I reported back to authorities a lot of such emails as being unwanted and offensive. Some of such actions indirectly helped to the court and fine for the sender.

If you want to get positive answer from me, then I suggest (as other stated here) make your email as simple to deside on as possible.

  • use short, but descriptive subject
  • start with short (like one line/sentence/ short paragraph) summary in neutral tone ( I look for position as XXX, have this school/grade, I participated on YYY, more in email and on my website htpp://my.web.site/folder)
  • then write the "full official" body with addressing/greating, describing why you are sending this (read about free position there, wanted to participate on this, interested on that field ...), what you archived yet (if you have something related) etc, etc - just the letter you wanted to send.
  • if you send Curriculum Vitae, documents and such it is possible to include them as attachements, if they are short and important (and you can mention them in the email too)(longer document should be saved on web and provided by links to them - nobody wants have its email filled with multimegabytes messages from strangers), it is better, if the name is descriptive for the receiver (my_name_CV.doc, my_name_awards.html ...) then just common(CV.doc), as the professor probabelly have tons of CVs.
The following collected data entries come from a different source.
// region:    --- Imports
use super::{queries, Page, PageRequest};
use crate::artwork::model::{Artwork, AuctionDuration, Category};
use crate::auction::model::{Auction, AuctionStatus};
use crate::bidding::model::Bid;
use crate::bidding::validation::calculate_price;
use crate::database::DatabaseManager;
use crate::error::{GalleryError, GalleryResult};
use crate::profile::model::UserProfile;
use rust_decimal::Decimal;
use serde::Serialize;
use sqlx::{FromRow, PgConnection, Row};
use tracing::info;

// endregion: --- Imports

// region:    --- Read Models
/// An artwork in the public listing together with its running auction
#[derive(Debug, Clone, Serialize, FromRow)]
pub struct ArtworkListing {
    #[sqlx(flatten)]
    #[serde(flatten)]
    pub artwork: Artwork,
    pub recent_auction_id: i64,
}

#[derive(Debug, Clone, Serialize)]
pub struct AuctionDetail {
    pub artwork: Artwork,
    pub auction: Auction,
    pub current_price: Decimal,
    pub bid_count: i64,
    pub duration_days: i64,
}

#[derive(Debug, Clone, Serialize)]
pub struct ProfileInfo {
    #[serde(flatten)]
    pub profile: UserProfile,
    pub winning_bid_amount: Option<Decimal>,
}

#[derive(Debug, Clone, Serialize, FromRow)]
pub struct BidActivity {
    #[sqlx(flatten)]
    #[serde(flatten)]
    pub bid: Bid,
    pub artwork_id: i64,
    pub title: String,
}

/// An auction owned by the caller; `price` is the current price while active
/// and the final price once closed
#[derive(Debug, Clone, Serialize, FromRow)]
pub struct AuctionSummary {
    #[sqlx(flatten)]
    #[serde(flatten)]
    pub auction: Auction,
    pub title: String,
    pub price: Decimal,
}

#[derive(Debug, Clone, Serialize)]
pub struct ActivityDashboard {
    pub bids: Vec<BidActivity>,
    pub artworks: Vec<Artwork>,
    pub active_auctions: Vec<AuctionSummary>,
    pub closed_auctions: Vec<AuctionSummary>,
}
// endregion: --- Read Models

// region:    --- Query Handlers

/// Landing page artworks
pub async fn get_recent_artworks(db_manager: &DatabaseManager) -> GalleryResult<Vec<Artwork>> {
    info!("{:<12} --> Recent artworks", "Query");
    db_manager
        .transaction(|tx| {
            Box::pin(async move {
                let artworks = sqlx::query_as::<_, Artwork>(queries::GET_RECENT_ARTWORKS)
                    .fetch_all(&mut **tx)
                    .await?;
                Ok(artworks)
            })
        })
        .await
}

/// Approved artworks with an active auction, optionally narrowed to a category
pub async fn list_active_artworks(
    db_manager: &DatabaseManager,
    category: Option<Category>,
    page: Option<String>,
) -> GalleryResult<Page<ArtworkListing>> {
    info!(
        "{:<12} --> Artwork list category: {:?} page: {:?}",
        "Query", category, page
    );
    let category = category.map(|c| c.as_str().to_string());
    fetch_active_page(db_manager, category, None, page).await
}

/// Case-insensitive title search over the active listing
pub async fn search_active_artworks(
    db_manager: &DatabaseManager,
    query: Option<String>,
    page: Option<String>,
) -> GalleryResult<Page<ArtworkListing>> {
    let term = query
        .map(|q| q.trim().to_string())
        .filter(|q| !q.is_empty())
        .ok_or_else(|| GalleryError::Validation("Please enter a search term.".into()))?;
    info!("{:<12} --> Artwork search: {}", "Query", term);
    fetch_active_page(db_manager, None, Some(escape_like(&term)), page).await
}

async fn fetch_active_page(
    db_manager: &DatabaseManager,
    category: Option<String>,
    term: Option<String>,
    page: Option<String>,
) -> GalleryResult<Page<ArtworkListing>> {
    db_manager
        .transaction(|tx| {
            Box::pin(async move {
                let total: i64 = sqlx::query_scalar(queries::COUNT_ACTIVE_ARTWORKS)
                    .bind(category.as_deref())
                    .bind(term.as_deref())
                    .fetch_one(&mut **tx)
                    .await?;
                let request = PageRequest::resolve(page.as_deref(), total);

                let items = sqlx::query_as::<_, ArtworkListing>(queries::LIST_ACTIVE_ARTWORKS)
                    .bind(category.as_deref())
                    .bind(term.as_deref())
                    .bind(super::PAGE_SIZE)
                    .bind(request.offset())
                    .fetch_all(&mut **tx)
                    .await?;
                Ok(Page::new(items, request, total))
            })
        })
        .await
}

/// The caller's artworks still awaiting review
pub async fn get_pending_artworks(
    db_manager: &DatabaseManager,
    artist_id: i64,
    page: Option<String>,
) -> GalleryResult<Page<Artwork>> {
    info!("{:<12} --> Pending artworks of {}", "Query", artist_id);
    db_manager
        .transaction(|tx| {
            Box::pin(async move {
                let total: i64 = sqlx::query_scalar(queries::COUNT_PENDING_ARTWORKS)
                    .bind(artist_id)
                    .fetch_one(&mut **tx)
                    .await?;
                let request = PageRequest::resolve(page.as_deref(), total);

                let items = sqlx::query_as::<_, Artwork>(queries::GET_PENDING_ARTWORKS)
                    .bind(artist_id)
                    .bind(super::PAGE_SIZE)
                    .bind(request.offset())
                    .fetch_all(&mut **tx)
                    .await?;
                Ok(Page::new(items, request, total))
            })
        })
        .await
}

/// Artwork, auction, current price and bid count for the auction page
pub async fn get_auction_detail(
    db_manager: &DatabaseManager,
    artwork_id: i64,
    auction_id: i64,
) -> GalleryResult<AuctionDetail> {
    info!(
        "{:<12} --> Auction detail artwork: {} auction: {}",
        "Query", artwork_id, auction_id
    );
    db_manager
        .transaction(|tx| {
            Box::pin(async move {
                let auction = sqlx::query_as::<_, Auction>(queries::GET_AUCTION_FOR_ARTWORK)
                    .bind(auction_id)
                    .bind(artwork_id)
                    .fetch_optional(&mut **tx)
                    .await?
                    .ok_or(GalleryError::NotFound {
                        entity: "Auction",
                        id: auction_id,
                    })?;
                let artwork = fetch_artwork(&mut **tx, artwork_id).await?;

                let stats = sqlx::query(queries::GET_BID_STATS)
                    .bind(auction_id)
                    .fetch_one(&mut **tx)
                    .await?;
                let highest_bid: Option<Decimal> = stats.try_get("highest_bid")?;
                let bid_count: i64 = stats.try_get("bid_count")?;

                Ok(AuctionDetail {
                    current_price: calculate_price(auction.reserve_price, highest_bid),
                    duration_days: AuctionDuration::lookup(&auction.duration).days(),
                    artwork,
                    auction,
                    bid_count,
                })
            })
        })
        .await
}

pub async fn get_highest_bid(
    db_manager: &DatabaseManager,
    auction_id: i64,
) -> GalleryResult<Option<Decimal>> {
    info!("{:<12} --> Highest bid auction: {}", "Query", auction_id);
    db_manager
        .transaction(|tx| {
            Box::pin(async move {
                let highest: Option<Decimal> = sqlx::query_scalar(queries::GET_HIGHEST_BID)
                    .bind(auction_id)
                    .fetch_one(&mut **tx)
                    .await?;
                Ok(highest)
            })
        })
        .await
}

/// Current price: the highest bid, or the reserve price while there are no bids
pub async fn get_current_price(
    db_manager: &DatabaseManager,
    auction_id: i64,
) -> GalleryResult<Decimal> {
    info!("{:<12} --> Current price auction: {}", "Query", auction_id);
    db_manager
        .transaction(|tx| {
            Box::pin(async move {
                let auction = fetch_auction(&mut **tx, auction_id).await?;
                let highest: Option<Decimal> = sqlx::query_scalar(queries::GET_HIGHEST_BID)
                    .bind(auction_id)
                    .fetch_one(&mut **tx)
                    .await?;
                Ok(calculate_price(auction.reserve_price, highest))
            })
        })
        .await
}

/// Bids on an auction, highest first
pub async fn get_bid_history(
    db_manager: &DatabaseManager,
    artwork_id: i64,
    auction_id: i64,
) -> GalleryResult<Vec<Bid>> {
    info!("{:<12} --> Bid history auction: {}", "Query", auction_id);
    db_manager
        .transaction(|tx| {
            Box::pin(async move {
                sqlx::query_as::<_, Auction>(queries::GET_AUCTION_FOR_ARTWORK)
                    .bind(auction_id)
                    .bind(artwork_id)
                    .fetch_optional(&mut **tx)
                    .await?
                    .ok_or(GalleryError::NotFound {
                        entity: "Auction",
                        id: auction_id,
                    })?;
                let bids = sqlx::query_as::<_, Bid>(queries::GET_BID_HISTORY)
                    .bind(auction_id)
                    .fetch_all(&mut **tx)
                    .await?;
                Ok(bids)
            })
        })
        .await
}

pub async fn get_profile_info(
    db_manager: &DatabaseManager,
    profile_id: i64,
) -> GalleryResult<ProfileInfo> {
    info!("{:<12} --> Profile id: {}", "Query", profile_id);
    db_manager
        .transaction(|tx| {
            Box::pin(async move {
                let profile = sqlx::query_as::<_, UserProfile>(queries::GET_PROFILE)
                    .bind(profile_id)
                    .fetch_optional(&mut **tx)
                    .await?
                    .ok_or(GalleryError::NotFound {
                        entity: "Profile",
                        id: profile_id,
                    })?;
                let winning_bid_amount: Option<Decimal> =
                    sqlx::query_scalar(queries::GET_WINNING_BID_AMOUNT)
                        .bind(profile_id)
                        .fetch_one(&mut **tx)
                        .await?;
                Ok(ProfileInfo {
                    profile,
                    winning_bid_amount,
                })
            })
        })
        .await
}

/// Everything the caller has bid on, submitted, and is selling
pub async fn get_activity(
    db_manager: &DatabaseManager,
    profile_id: i64,
) -> GalleryResult<ActivityDashboard> {
    info!("{:<12} --> Activity of {}", "Query", profile_id);
    db_manager
        .transaction(|tx| {
            Box::pin(async move {
                let bids = sqlx::query_as::<_, BidActivity>(queries::GET_BIDDING_ACTIVITY)
                    .bind(profile_id)
                    .fetch_all(&mut **tx)
                    .await?;
                let artworks = sqlx::query_as::<_, Artwork>(queries::GET_ARTIST_ARTWORKS)
                    .bind(profile_id)
                    .fetch_all(&mut **tx)
                    .await?;
                let active_auctions =
                    fetch_artist_auctions(&mut **tx, profile_id, AuctionStatus::Active).await?;
                let closed_auctions =
                    fetch_artist_auctions(&mut **tx, profile_id, AuctionStatus::Closed).await?;
                Ok(ActivityDashboard {
                    bids,
                    artworks,
                    active_auctions,
                    closed_auctions,
                })
            })
        })
        .await
}

// endregion: --- Query Handlers

// region:    --- Helpers
async fn fetch_artwork(conn: &mut PgConnection, artwork_id: i64) -> GalleryResult<Artwork> {
    sqlx::query_as::<_, Artwork>(queries::GET_ARTWORK)
        .bind(artwork_id)
        .fetch_optional(&mut *conn)
        .await?
        .ok_or(GalleryError::NotFound {
            entity: "Artwork",
            id: artwork_id,
        })
}

async fn fetch_auction(conn: &mut PgConnection, auction_id: i64) -> GalleryResult<Auction> {
    sqlx::query_as::<_, Auction>(queries::GET_AUCTION)
        .bind(auction_id)
        .fetch_optional(&mut *conn)
        .await?
        .ok_or(GalleryError::NotFound {
            entity: "Auction",
            id: auction_id,
        })
}

async fn fetch_artist_auctions(
    conn: &mut PgConnection,
    artist_id: i64,
    status: AuctionStatus,
) -> GalleryResult<Vec<AuctionSummary>> {
    let summaries = sqlx::query_as::<_, AuctionSummary>(queries::GET_ARTIST_AUCTIONS)
        .bind(artist_id)
        .bind(status.as_str())
        .fetch_all(&mut *conn)
        .await?;
    Ok(summaries)
}

/// Treat `%`, `_` and `\` in a search term literally
fn escape_like(term: &str) -> String {
    let mut escaped = String::with_capacity(term.len());
    for c in term.chars() {
        if matches!(c, '%' | '_' | '\\') {
            escaped.push('\\');
        }
        escaped.push(c);
    }
    escaped
}
// endregion: --- Helpers

#[cfg(test)]
mod tests {
    use super::escape_like;

    #[test]
    fn like_wildcards_are_escaped() {
        assert_eq!(escape_like("50% off_now"), "50\\% off\\_now");
        assert_eq!(escape_like("sunset"), "sunset");
    }
}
Surely do not name it from your point of view (CV_for_proffesor_this_and_that.doc), even if you store it with such name on your comp (still is better to make directory on your computer named by this professor and store it there with your name on this, in case he/she would later ask you about 3. paragraf in my_name_CV.doc, then you can simply find, which CV it is and what exactly was there. The same, if you are later asked to resend that, maybe because it was accidentally deleted)
  • end the letter with your full name, email address and any other contact informations you want to share (including the website about yourself) - it is better, if the message is printed, saved/resend, that all contacts to you are included (as email headers can be stripped, or your email would be resend many times and finding, who is the author is difficult/impossible)

All other rules of proper coresponding also applies, but you surely know that.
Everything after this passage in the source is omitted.